• **ACTION ITEM**: From the records below, set down exactly the lines starting with the line that contains "pub fn new(hasher: &'h" and going on through the line that contains "sharing one proof.". Nothing else is wanted.

**** MATERIAL FOR THIS TASK

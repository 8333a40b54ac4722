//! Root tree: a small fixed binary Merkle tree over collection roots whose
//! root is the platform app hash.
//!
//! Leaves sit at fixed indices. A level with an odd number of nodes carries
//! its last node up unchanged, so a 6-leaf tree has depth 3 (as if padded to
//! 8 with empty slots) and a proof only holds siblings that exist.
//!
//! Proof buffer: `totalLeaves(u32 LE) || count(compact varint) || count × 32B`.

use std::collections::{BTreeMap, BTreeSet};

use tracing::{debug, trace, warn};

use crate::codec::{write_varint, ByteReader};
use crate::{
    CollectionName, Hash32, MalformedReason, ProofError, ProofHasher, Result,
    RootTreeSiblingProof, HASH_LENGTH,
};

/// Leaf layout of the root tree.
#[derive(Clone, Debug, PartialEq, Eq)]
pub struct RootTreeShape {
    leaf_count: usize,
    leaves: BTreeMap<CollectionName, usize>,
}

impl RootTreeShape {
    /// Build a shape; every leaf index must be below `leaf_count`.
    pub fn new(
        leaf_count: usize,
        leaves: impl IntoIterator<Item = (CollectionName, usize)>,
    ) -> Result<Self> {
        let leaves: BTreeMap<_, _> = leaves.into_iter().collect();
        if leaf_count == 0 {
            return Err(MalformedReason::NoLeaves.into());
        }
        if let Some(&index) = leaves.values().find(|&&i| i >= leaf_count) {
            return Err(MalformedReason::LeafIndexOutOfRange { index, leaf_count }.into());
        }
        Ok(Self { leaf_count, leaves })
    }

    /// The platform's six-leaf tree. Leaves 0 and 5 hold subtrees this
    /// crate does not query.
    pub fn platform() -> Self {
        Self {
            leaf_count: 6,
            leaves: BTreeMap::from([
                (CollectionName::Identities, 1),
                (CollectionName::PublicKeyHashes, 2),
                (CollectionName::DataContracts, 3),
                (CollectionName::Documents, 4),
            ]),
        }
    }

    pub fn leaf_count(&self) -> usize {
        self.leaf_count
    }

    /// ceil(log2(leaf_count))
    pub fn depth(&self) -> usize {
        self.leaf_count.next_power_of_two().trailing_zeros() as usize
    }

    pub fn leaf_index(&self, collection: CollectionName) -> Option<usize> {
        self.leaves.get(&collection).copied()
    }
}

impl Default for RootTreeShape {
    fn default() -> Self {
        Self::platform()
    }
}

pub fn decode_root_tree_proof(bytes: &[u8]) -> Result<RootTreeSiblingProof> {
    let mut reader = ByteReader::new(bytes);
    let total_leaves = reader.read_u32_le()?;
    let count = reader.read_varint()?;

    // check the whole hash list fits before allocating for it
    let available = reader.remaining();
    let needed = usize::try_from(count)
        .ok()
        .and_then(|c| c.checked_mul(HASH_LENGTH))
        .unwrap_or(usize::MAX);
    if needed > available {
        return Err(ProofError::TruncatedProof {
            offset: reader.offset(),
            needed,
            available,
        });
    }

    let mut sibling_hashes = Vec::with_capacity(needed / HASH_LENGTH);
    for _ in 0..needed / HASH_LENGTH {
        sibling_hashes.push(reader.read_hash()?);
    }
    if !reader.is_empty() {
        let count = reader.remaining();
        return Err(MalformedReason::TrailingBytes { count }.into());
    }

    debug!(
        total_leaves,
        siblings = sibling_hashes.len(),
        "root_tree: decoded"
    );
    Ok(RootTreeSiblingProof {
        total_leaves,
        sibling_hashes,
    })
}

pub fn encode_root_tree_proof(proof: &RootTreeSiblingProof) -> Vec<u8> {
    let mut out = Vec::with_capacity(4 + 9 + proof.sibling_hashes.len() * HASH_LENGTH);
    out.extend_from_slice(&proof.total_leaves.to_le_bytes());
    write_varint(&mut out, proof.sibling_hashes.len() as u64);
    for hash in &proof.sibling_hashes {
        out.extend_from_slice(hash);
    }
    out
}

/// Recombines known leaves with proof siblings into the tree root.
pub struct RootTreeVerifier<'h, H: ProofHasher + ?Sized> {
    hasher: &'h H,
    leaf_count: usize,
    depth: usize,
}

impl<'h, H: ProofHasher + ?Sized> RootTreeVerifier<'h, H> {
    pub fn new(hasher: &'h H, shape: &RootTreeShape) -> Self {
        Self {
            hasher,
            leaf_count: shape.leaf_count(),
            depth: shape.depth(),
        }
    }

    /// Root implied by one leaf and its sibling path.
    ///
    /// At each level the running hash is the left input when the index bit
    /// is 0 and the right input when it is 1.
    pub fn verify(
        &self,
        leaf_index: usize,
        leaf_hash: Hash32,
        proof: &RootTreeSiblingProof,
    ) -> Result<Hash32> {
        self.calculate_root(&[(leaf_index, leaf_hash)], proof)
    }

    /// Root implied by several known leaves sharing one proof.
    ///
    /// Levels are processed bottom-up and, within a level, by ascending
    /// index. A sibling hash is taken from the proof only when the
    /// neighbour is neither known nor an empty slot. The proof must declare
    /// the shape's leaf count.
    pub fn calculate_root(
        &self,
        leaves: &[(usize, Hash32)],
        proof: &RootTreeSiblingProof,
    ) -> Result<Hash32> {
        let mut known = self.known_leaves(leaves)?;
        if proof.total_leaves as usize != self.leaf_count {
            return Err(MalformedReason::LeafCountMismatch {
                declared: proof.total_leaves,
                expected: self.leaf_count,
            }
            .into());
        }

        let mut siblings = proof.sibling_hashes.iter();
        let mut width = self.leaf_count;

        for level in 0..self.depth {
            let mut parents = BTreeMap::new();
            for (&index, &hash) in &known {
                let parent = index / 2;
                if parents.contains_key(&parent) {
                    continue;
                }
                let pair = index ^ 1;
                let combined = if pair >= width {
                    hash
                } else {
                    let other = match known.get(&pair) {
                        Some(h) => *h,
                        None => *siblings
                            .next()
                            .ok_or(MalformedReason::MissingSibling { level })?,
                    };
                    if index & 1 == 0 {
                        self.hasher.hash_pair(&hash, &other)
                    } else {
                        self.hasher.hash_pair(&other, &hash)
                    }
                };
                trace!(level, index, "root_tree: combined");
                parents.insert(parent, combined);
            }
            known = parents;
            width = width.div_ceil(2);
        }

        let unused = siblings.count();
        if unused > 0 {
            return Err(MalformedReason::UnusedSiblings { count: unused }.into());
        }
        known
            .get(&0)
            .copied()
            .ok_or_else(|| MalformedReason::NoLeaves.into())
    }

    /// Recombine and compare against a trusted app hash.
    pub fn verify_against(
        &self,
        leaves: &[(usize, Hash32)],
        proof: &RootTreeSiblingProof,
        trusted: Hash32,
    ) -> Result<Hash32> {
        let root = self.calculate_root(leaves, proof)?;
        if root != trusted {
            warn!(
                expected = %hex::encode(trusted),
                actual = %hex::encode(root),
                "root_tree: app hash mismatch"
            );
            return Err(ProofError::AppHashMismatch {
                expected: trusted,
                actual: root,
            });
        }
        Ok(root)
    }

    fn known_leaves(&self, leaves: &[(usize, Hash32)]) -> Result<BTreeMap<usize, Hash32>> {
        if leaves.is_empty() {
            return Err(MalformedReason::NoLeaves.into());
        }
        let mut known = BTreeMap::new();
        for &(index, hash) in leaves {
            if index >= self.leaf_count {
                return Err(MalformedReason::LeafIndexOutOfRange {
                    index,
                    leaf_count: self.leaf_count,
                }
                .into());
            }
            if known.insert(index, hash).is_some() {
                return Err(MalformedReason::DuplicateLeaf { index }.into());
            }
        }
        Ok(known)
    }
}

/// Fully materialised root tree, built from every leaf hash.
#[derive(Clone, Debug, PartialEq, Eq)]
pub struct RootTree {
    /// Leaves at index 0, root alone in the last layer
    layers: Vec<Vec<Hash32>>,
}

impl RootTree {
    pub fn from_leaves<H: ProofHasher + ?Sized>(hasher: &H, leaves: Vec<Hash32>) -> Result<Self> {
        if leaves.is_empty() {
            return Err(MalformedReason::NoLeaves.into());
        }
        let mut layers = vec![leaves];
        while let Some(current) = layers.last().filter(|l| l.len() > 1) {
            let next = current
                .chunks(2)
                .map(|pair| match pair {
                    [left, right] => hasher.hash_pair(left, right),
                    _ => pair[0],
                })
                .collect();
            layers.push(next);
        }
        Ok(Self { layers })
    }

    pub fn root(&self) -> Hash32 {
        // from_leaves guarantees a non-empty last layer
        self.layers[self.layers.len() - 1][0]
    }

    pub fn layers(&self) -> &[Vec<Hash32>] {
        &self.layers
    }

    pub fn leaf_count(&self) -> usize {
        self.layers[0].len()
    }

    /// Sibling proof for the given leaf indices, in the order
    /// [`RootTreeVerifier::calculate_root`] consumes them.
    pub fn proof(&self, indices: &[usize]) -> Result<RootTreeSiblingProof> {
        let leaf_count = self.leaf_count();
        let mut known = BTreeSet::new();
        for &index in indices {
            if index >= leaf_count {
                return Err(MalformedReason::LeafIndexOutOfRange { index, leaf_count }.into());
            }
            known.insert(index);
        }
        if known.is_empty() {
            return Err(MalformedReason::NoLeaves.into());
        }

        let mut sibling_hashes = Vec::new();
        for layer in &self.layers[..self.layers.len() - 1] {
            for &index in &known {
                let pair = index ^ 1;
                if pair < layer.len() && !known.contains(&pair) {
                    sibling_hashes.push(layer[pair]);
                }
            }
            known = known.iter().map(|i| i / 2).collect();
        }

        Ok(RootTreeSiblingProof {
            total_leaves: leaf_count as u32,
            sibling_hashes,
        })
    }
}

********

• **ANSWER BOX**:
    pub fn new(hasher: &'h H, shape: &RootTreeShape) -> Self {
        Self {
            hasher,
            leaf_count: shape.leaf_count(),
            depth: shape.depth(),
        }
    }

    /// Root implied by one leaf and its sibling path.
    ///
    /// At each level the running hash is the left input when the index bit
    /// is 0 and the right input when it is 1.
    pub fn verify(
        &self,
        leaf_index: usize,
        leaf_hash: Hash32,
        proof: &RootTreeSiblingProof,
    ) -> Result<Hash32> {
        self.calculate_root(&[(leaf_index, leaf_hash)], proof)
    }

    /// Root implied by several known leaves sharing one proof.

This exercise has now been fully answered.